The scrape of the cutlass,
distantly a man’s voice preaches.
The swelter of heat and the shelter of home lasts,
dark, sweet, promised,
the smoke curls out, the pot fire bright.
The anticipation of a meal burns brighter.
There are school bells ringing,
the taste of chalk, a distant memory.
The man’s voice is closer.
No bags, only wishes.
The brush of a mother’s hand is a small comfort.
Fear is a synonym for hope.
The man is an angel.
The starch of a uniform will become familiar again.
The sea stretches,
wet hands grasp lines,
blisters form - there is no shelter.
It’s wont to swallow childhoods.
The death of fish and dreams,
pushing open it’s horizons,
as the sea grows.
Master is a devil,
harsh, demanding, taking more,
more until they are drier than the fish laying on racks.
There is no promised food, no bells ringing.
No rest, only pain.
Young skin turns old,
the boats reflecting new age.
How long ago was the dryness of a mother’s touch.
The days stretch,
the debt grows, the reward falters.
On the banks, they pray,
All that remains is salt
and the bitterness of a promise broken.
No saviour, only the sting of a cruel hand,
as mother’s hands fade.
Children are not meant to forget hope.
I am a U.S.-Ghanaian citizen attending SOS-Hermann Gmeiner International College in Accra, Ghana.
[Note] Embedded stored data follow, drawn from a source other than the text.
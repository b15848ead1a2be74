//! Root application state.
//!
//! Combines the journal, prompt, profile and premium slices. The whole value
//! is what [`Database::save_state`](crate::storage::Database::save_state)
//! persists and [`Database::load_state`](crate::storage::Database::load_state)
//! rehydrates.

use chrono::{DateTime, TimeZone, Utc};
use rand::Rng;
use serde::{Deserialize, Serialize};

use crate::error::Result;
use crate::journal::{JournalEntry, JournalState};
use crate::profile::{PremiumState, ProfileState};
use crate::prompt::{PromptState, Recording};
use crate::storage::Config;
use crate::streak::{self, StreakSummary};

#[derive(Debug, Clone, Default, PartialEq, Serialize, Deserialize)]
pub struct AppState {
    #[serde(default)]
    pub journal: JournalState,
    #[serde(default)]
    pub prompt: PromptState,
    #[serde(default)]
    pub profile: ProfileState,
    #[serde(default)]
    pub premium: PremiumState,
}

impl AppState {
    /// Apply the configured history limits to the prompt and profile slices.
    pub fn with_config(mut self, config: &Config) -> Self {
        self.prompt = self
            .prompt
            .with_history_limit(config.journal.prompt_history_limit);
        self.profile = self
            .profile
            .with_history_limit(config.journal.profile_history_limit);
        self
    }

    /// Answer the current prompt, store the entry and move on to a new prompt.
    ///
    /// # Errors
    /// Fails when there is no current prompt, the response is blank, or the
    /// generated timestamp collides with an existing entry.
    pub fn save_response<R: Rng + ?Sized>(
        &mut self,
        response: &str,
        recording: Option<Recording>,
        now: DateTime<Utc>,
        rng: &mut R,
    ) -> Result<JournalEntry> {
        let entry = self.prompt.compose_entry(response, recording, now)?;
        self.journal.add_entry(entry.clone())?;
        self.prompt.rotate_prompt(rng);
        Ok(entry)
    }

    /// Streak badge for the current journal as of `now`.
    pub fn streak_summary<Tz: TimeZone>(&self, now: &DateTime<Tz>) -> StreakSummary {
        streak::summarize(self.journal.entries(), now)
    }
}
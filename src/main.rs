use anyhow::{anyhow, Result};
use facetscope::aggregate::SeriesSelector;
use facetscope::config::ExplorerConfig;
use facetscope::fetch::HttpTransport;
use facetscope::logging::{log, obj, tick_aggregator, v_str, Domain, Level};
use facetscope::records::{sort_records, SortDirection};
use facetscope::registry::{lookup, DATASETS};
use facetscope::view::Panel;
use facetscope::Explorer;
use serde_json::json;
use std::env;
use std::sync::Arc;

const USAGE: &str = "usage: facetscope <dataset> [--page N] [--limit N] [--sort FIELD[:desc]] \
[--series NAME] [--options KEY] [key=value ...]\n       facetscope --list";

#[derive(Debug, Default)]
struct Args {
    dataset: String,
    page: Option<i64>,
    limit: Option<u32>,
    sort: Option<(String, SortDirection)>,
    series: Vec<SeriesSelector>,
    options: Vec<String>,
    filters: Vec<(String, String)>,
}

fn parse_args(raw: &[String]) -> Result<Args> {
    let mut args = Args::default();
    let mut it = raw.iter();
    while let Some(arg) = it.next() {
        let mut value = |flag: &str| {
            it.next()
                .cloned()
                .ok_or_else(|| anyhow!("{} needs a value", flag))
        };
        match arg.as_str() {
            "--page" => args.page = Some(value("--page")?.parse()?),
            "--limit" => args.limit = Some(value("--limit")?.parse()?),
            "--sort" => {
                let sort = value("--sort")?;
                let (field, dir) = match sort.split_once(':') {
                    Some((f, "desc")) => (f.to_string(), SortDirection::Desc),
                    Some((f, _)) => (f.to_string(), SortDirection::Asc),
                    None => (sort.clone(), SortDirection::Asc),
                };
                args.sort = Some((field, dir));
            }
            "--series" => {
                let name = value("--series")?;
                let selector = SeriesSelector::parse(&name)
                    .ok_or_else(|| anyhow!("unknown series {:?}", name))?;
                args.series.push(selector);
            }
            "--options" => args.options.push(value("--options")?),
            other => match other.split_once('=') {
                Some((k, v)) => args.filters.push((k.to_string(), v.to_string())),
                None if args.dataset.is_empty() => args.dataset = other.to_string(),
                None => return Err(anyhow!("unexpected argument {:?}\n{}", other, USAGE)),
            },
        }
    }
    if args.dataset.is_empty() {
        return Err(anyhow!(USAGE));
    }
    Ok(args)
}

#[tokio::main]
async fn main() -> Result<()> {
    let raw: Vec<String> = env::args().skip(1).collect();
    if raw.iter().any(|a| a == "--list") {
        for d in DATASETS {
            println!("{}", serde_json::to_string(d)?);
        }
        return Ok(());
    }

    let args = parse_args(&raw)?;
    let cfg = ExplorerConfig::from_env();
    let dataset = lookup(&args.dataset).ok_or_else(|| anyhow!("unknown dataset {:?}", args.dataset))?;
    let transport = Arc::new(HttpTransport::new(&cfg)?);
    let mut explorer = Explorer::new(dataset.explorer, &cfg, transport)?;
    explorer.select_dataset(dataset.id)?;
    if let Some(limit) = args.limit {
        explorer.set_limit(limit);
    }
    for (k, v) in &args.filters {
        if !dataset.is_relevant(k) {
            log(
                Level::Warn,
                Domain::State,
                "ignored_filter",
                obj(&[("dataset", v_str(dataset.id)), ("filter", v_str(k))]),
            );
        }
        explorer.set_filter(k, v);
    }
    if let Some(page) = args.page {
        explorer.go_to_page(page);
    }

    explorer.refresh().await?;

    match explorer.records_view() {
        Panel::Ready(mut records) => {
            if let Some((field, dir)) = &args.sort {
                sort_records(&mut records, field, *dir);
            }
            for r in &records {
                println!("{}", serde_json::to_string(r)?);
            }
        }
        other => println!("{}", json!({ "records": other.label(), "detail": serde_json::to_value(&other)? })),
    }
    println!(
        "{}",
        json!({
            "count": serde_json::to_value(explorer.count_view())?,
            "page": explorer.pagination().page(),
            "total_pages": explorer.total_pages(),
        })
    );

    for selector in &args.series {
        println!("{}", serde_json::to_string(&explorer.chart_view(*selector))?);
    }
    for key in &args.options {
        match explorer.options(key).await {
            Ok(entries) => println!("{}", json!({ "options": key, "entries": entries })),
            Err(e) => println!("{}", json!({ "options": key, "error": e.msg })),
        }
    }

    tick_aggregator();
    Ok(())
}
I believe in advocating for a better understanding of neurodivergence and mental health through accessible and easily understandable writing. As a Ghanaian, I hope to shed light on social issues that may fall by the wayside in my country. I am enormously grateful to have been able to participate in this opportunity to focus the lens on problems that need to be addressed. I hope my piece is able to contribute to helping make Ghana a better place.